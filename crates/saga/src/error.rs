//! Payment saga error types.

use checkout::GatewayError;
use common::{BookingId, PaymentTransactionId};
use thiserror::Error;
use transaction_store::StoreError;

/// Caller-facing classification of a failure.
#[derive(Debug, Clone, Copy, PartialEq, Eq)]
pub enum ErrorKind {
    NotFound,
    AlreadyExists,
    FailedPrecondition,
    Unauthenticated,
    InvalidArgument,
    Internal,
}

/// Errors returned by calls to the booking, catalog and event services.
#[derive(Debug, Error)]
pub enum ServiceClientError {
    /// The remote entity does not exist.
    #[error("{entity} {id} not found")]
    NotFound { entity: &'static str, id: i64 },

    /// The remote service refused the request because of the entity's state.
    #[error("Failed precondition: {0}")]
    FailedPrecondition(String),

    /// The remote service answered with a status this client doesn't expect.
    #[error("Unexpected response {status}: {message}")]
    UnexpectedStatus { status: u16, message: String },

    #[error("Transport error: {0}")]
    Transport(#[from] reqwest::Error),

    /// A test double was told to fail.
    #[error("Service unavailable: {0}")]
    Unavailable(String),
}

/// Errors that can occur during payment transaction operations.
#[derive(Debug, Error)]
pub enum PaymentError {
    /// No booking in the required status is owned by the caller.
    #[error("Booking not found: {0}")]
    BookingNotFound(BookingId),

    /// The booking already has a pending payment transaction.
    #[error("Booking {0} already has a pending payment transaction")]
    PendingTransactionExists(BookingId),

    /// Cancel was requested for a booking with nothing to cancel.
    #[error("Booking {0} has no pending payment transaction")]
    NoPendingTransaction(BookingId),

    #[error("Payment transaction not found: {0}")]
    TransactionNotFound(PaymentTransactionId),

    #[error("Checkout session not found for payment transaction {0}")]
    CheckoutSessionNotFound(PaymentTransactionId),

    #[error("Webhook event {0} carries no transaction id")]
    MissingTransactionId(String),

    #[error("Checkout gateway error: {0}")]
    Gateway(#[from] GatewayError),

    #[error("Store error: {0}")]
    Store(#[from] StoreError),

    #[error("Service error: {0}")]
    Service(#[from] ServiceClientError),
}

impl PaymentError {
    /// Classifies the error for the caller.
    pub fn kind(&self) -> ErrorKind {
        match self {
            PaymentError::BookingNotFound(_)
            | PaymentError::TransactionNotFound(_)
            | PaymentError::CheckoutSessionNotFound(_) => ErrorKind::NotFound,
            PaymentError::PendingTransactionExists(_) => ErrorKind::AlreadyExists,
            PaymentError::NoPendingTransaction(_) | PaymentError::MissingTransactionId(_) => {
                ErrorKind::InvalidArgument
            }
            PaymentError::Gateway(e) => match e {
                GatewayError::InvalidSignature(_) => ErrorKind::Unauthenticated,
                GatewayError::MalformedPayload(_) => ErrorKind::InvalidArgument,
                _ => ErrorKind::Internal,
            },
            PaymentError::Store(e) => match e {
                StoreError::PendingTransactionExists(_) => ErrorKind::AlreadyExists,
                StoreError::TransactionNotFound(_) => ErrorKind::NotFound,
                StoreError::InvalidTransition { .. } => ErrorKind::FailedPrecondition,
                _ => ErrorKind::Internal,
            },
            PaymentError::Service(e) => match e {
                ServiceClientError::NotFound { .. } => ErrorKind::NotFound,
                ServiceClientError::FailedPrecondition(_) => ErrorKind::FailedPrecondition,
                _ => ErrorKind::Internal,
            },
        }
    }
}

/// Convenience type alias for payment saga results.
pub type Result<T> = std::result::Result<T, PaymentError>;
use thiserror::Error;

use crate::{BookingId, PaymentTransactionId, PaymentTransactionStatus};

/// Errors that can occur when interacting with the payment store.
#[derive(Debug, Error)]
pub enum StoreError {
    /// The booking already has a transaction in `Pending`.
    #[error("Booking {0} already has a pending payment transaction")]
    PendingTransactionExists(BookingId),

    /// A checkout session was already recorded for the transaction.
    #[error("Checkout session already exists for payment transaction {0}")]
    CheckoutSessionExists(PaymentTransactionId),

    /// The transaction row disappeared while it was being updated.
    #[error("Payment transaction not found: {0}")]
    TransactionNotFound(PaymentTransactionId),

    /// The requested status change is not allowed by the state machine.
    #[error("Invalid status transition for payment transaction {id}: {from} -> {to}")]
    InvalidTransition {
        id: PaymentTransactionId,
        from: PaymentTransactionStatus,
        to: PaymentTransactionStatus,
    },

    /// A status column held a value outside the known codes.
    #[error("Unknown payment transaction status code: {0}")]
    UnknownStatus(i16),

    /// A database error occurred.
    #[error("Database error: {0}")]
    Database(#[from] sqlx::Error),

    /// A database migration error occurred.
    #[error("Migration error: {0}")]
    Migration(#[from] sqlx::migrate::MigrateError),
}

/// Result type for store operations.
pub type Result<T> = std::result::Result<T, StoreError>;
//! Application configuration loaded from environment variables.

use std::str::FromStr;
use std::time::Duration;

use chrono::TimeDelta;
use saga::CheckoutSettings;
use saga::settings::{
    DEFAULT_CHECKOUT_TIMEOUT_SECS, DEFAULT_CURRENCY, DEFAULT_DISPLAY_OFFSET_MINUTES,
};

/// Log output format.
#[derive(Debug, Clone, Copy, PartialEq, Eq)]
pub enum LogFormat {
    Text,
    Json,
}

impl FromStr for LogFormat {
    type Err = String;

    fn from_str(s: &str) -> Result<Self, Self::Err> {
        match s.trim().to_ascii_lowercase().as_str() {
            "text" | "pretty" => Ok(LogFormat::Text),
            "json" => Ok(LogFormat::Json),
            other => Err(format!("unknown log format: {other}")),
        }
    }
}

/// Server configuration with sensible defaults.
///
/// Reads from environment variables:
/// - `HOST`, `PORT`: bind address (default: `0.0.0.0:3000`)
/// - `RUST_LOG`: tracing filter directive (default: `"info"`)
/// - `LOG_FORMAT`: `text` or `json` (default: `text`)
/// - `DATABASE_URL`, `DATABASE_MAX_CONNECTIONS`: PostgreSQL; in-memory
///   storage when the URL is unset
/// - `STRIPE_API_KEY`, `STRIPE_API_BASE`: Stripe; in-memory gateway when the
///   key is unset
/// - `STRIPE_WEBHOOK_ENDPOINT_SECRET` (required with `STRIPE_API_KEY`),
///   `STRIPE_WEBHOOK_TOLERANCE_SECS`
/// - `CHECKOUT_TIMEOUT_SECS`, `CHECKOUT_CURRENCY`, `CHECKOUT_SUCCESS_URL`,
///   `CHECKOUT_CANCEL_URL`, `CHECKOUT_DISPLAY_UTC_OFFSET_MINUTES`
/// - `BOOKING_SERVICE_URL`, `CATALOG_SERVICE_URL`, `PAYMENT_EVENTS_URL`:
///   collaborator base URLs; in-memory stand-ins when unset
#[derive(Debug, Clone)]
pub struct Config {
    pub host: String,
    pub port: u16,
    pub log_level: String,
    pub log_format: LogFormat,
    pub database_url: Option<String>,
    pub database_max_connections: u32,
    pub stripe_api_key: Option<String>,
    pub stripe_api_base: String,
    pub stripe_webhook_secret: Option<String>,
    pub stripe_webhook_tolerance_secs: u64,
    pub checkout_timeout_secs: i64,
    pub checkout_currency: String,
    pub checkout_success_url: Option<String>,
    pub checkout_cancel_url: Option<String>,
    pub display_utc_offset_minutes: i32,
    pub booking_service_url: Option<String>,
    pub catalog_service_url: Option<String>,
    pub payment_events_url: Option<String>,
}

impl Config {
    /// Loads configuration from environment variables, falling back to defaults.
    pub fn from_env() -> Self {
        Self::from_lookup(|key| std::env::var(key).ok())
    }

    /// Loads configuration from an arbitrary key lookup.
    ///
    /// Empty values count as unset; unparsable numbers fall back to the default.
    pub fn from_lookup(lookup: impl Fn(&str) -> Option<String>) -> Self {
        let get = |key: &str| lookup(key).filter(|v| !v.trim().is_empty());
        let defaults = Self::default();

        Self {
            host: get("HOST").unwrap_or(defaults.host),
            port: parse_var(get("PORT")).unwrap_or(defaults.port),
            log_level: get("RUST_LOG").unwrap_or(defaults.log_level),
            log_format: parse_var(get("LOG_FORMAT")).unwrap_or(defaults.log_format),
            database_url: get("DATABASE_URL"),
            database_max_connections: parse_var(get("DATABASE_MAX_CONNECTIONS"))
                .unwrap_or(defaults.database_max_connections),
            stripe_api_key: get("STRIPE_API_KEY"),
            stripe_api_base: get("STRIPE_API_BASE").unwrap_or(defaults.stripe_api_base),
            stripe_webhook_secret: get("STRIPE_WEBHOOK_ENDPOINT_SECRET"),
            stripe_webhook_tolerance_secs: parse_var(get("STRIPE_WEBHOOK_TOLERANCE_SECS"))
                .unwrap_or(defaults.stripe_webhook_tolerance_secs),
            checkout_timeout_secs: parse_var(get("CHECKOUT_TIMEOUT_SECS"))
                .unwrap_or(defaults.checkout_timeout_secs),
            checkout_currency: get("CHECKOUT_CURRENCY").unwrap_or(defaults.checkout_currency),
            checkout_success_url: get("CHECKOUT_SUCCESS_URL"),
            checkout_cancel_url: get("CHECKOUT_CANCEL_URL"),
            display_utc_offset_minutes: parse_var(get("CHECKOUT_DISPLAY_UTC_OFFSET_MINUTES"))
                .unwrap_or(defaults.display_utc_offset_minutes),
            booking_service_url: get("BOOKING_SERVICE_URL"),
            catalog_service_url: get("CATALOG_SERVICE_URL"),
            payment_events_url: get("PAYMENT_EVENTS_URL"),
        }
    }

    /// Returns the `"host:port"` bind address string.
    pub fn addr(&self) -> String {
        format!("{}:{}", self.host, self.port)
    }

    pub fn webhook_tolerance(&self) -> Duration {
        Duration::from_secs(self.stripe_webhook_tolerance_secs)
    }

    /// Settings handed to the orchestrator.
    pub fn checkout_settings(&self) -> CheckoutSettings {
        CheckoutSettings {
            checkout_timeout: TimeDelta::seconds(self.checkout_timeout_secs.max(1)),
            currency: self.checkout_currency.to_ascii_lowercase(),
            success_url: self.checkout_success_url.clone(),
            cancel_url: self.checkout_cancel_url.clone(),
            display_offset: CheckoutSettings::offset_from_minutes(self.display_utc_offset_minutes),
        }
    }
}

fn parse_var<T: FromStr>(value: Option<String>) -> Option<T> {
    value.and_then(|v| v.trim().parse().ok())
}

impl Default for Config {
    fn default() -> Self {
        Self {
            host: "0.0.0.0".to_string(),
            port: 3000,
            log_level: "info".to_string(),
            log_format: LogFormat::Text,
            database_url: None,
            database_max_connections: 10,
            stripe_api_key: None,
            stripe_api_base: checkout::DEFAULT_API_BASE.to_string(),
            stripe_webhook_secret: None,
            stripe_webhook_tolerance_secs: checkout::DEFAULT_TOLERANCE.as_secs(),
            checkout_timeout_secs: DEFAULT_CHECKOUT_TIMEOUT_SECS,
            checkout_currency: DEFAULT_CURRENCY.to_string(),
            checkout_success_url: None,
            checkout_cancel_url: None,
            display_utc_offset_minutes: DEFAULT_DISPLAY_OFFSET_MINUTES,
            booking_service_url: None,
            catalog_service_url: None,
            payment_events_url: None,
        }
    }
}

# # #

Search the listing above for the string "that" and return each line it appears on.

Your solution:
/// Errors that can occur during payment transaction operations.
/// Errors that can occur when interacting with the payment store.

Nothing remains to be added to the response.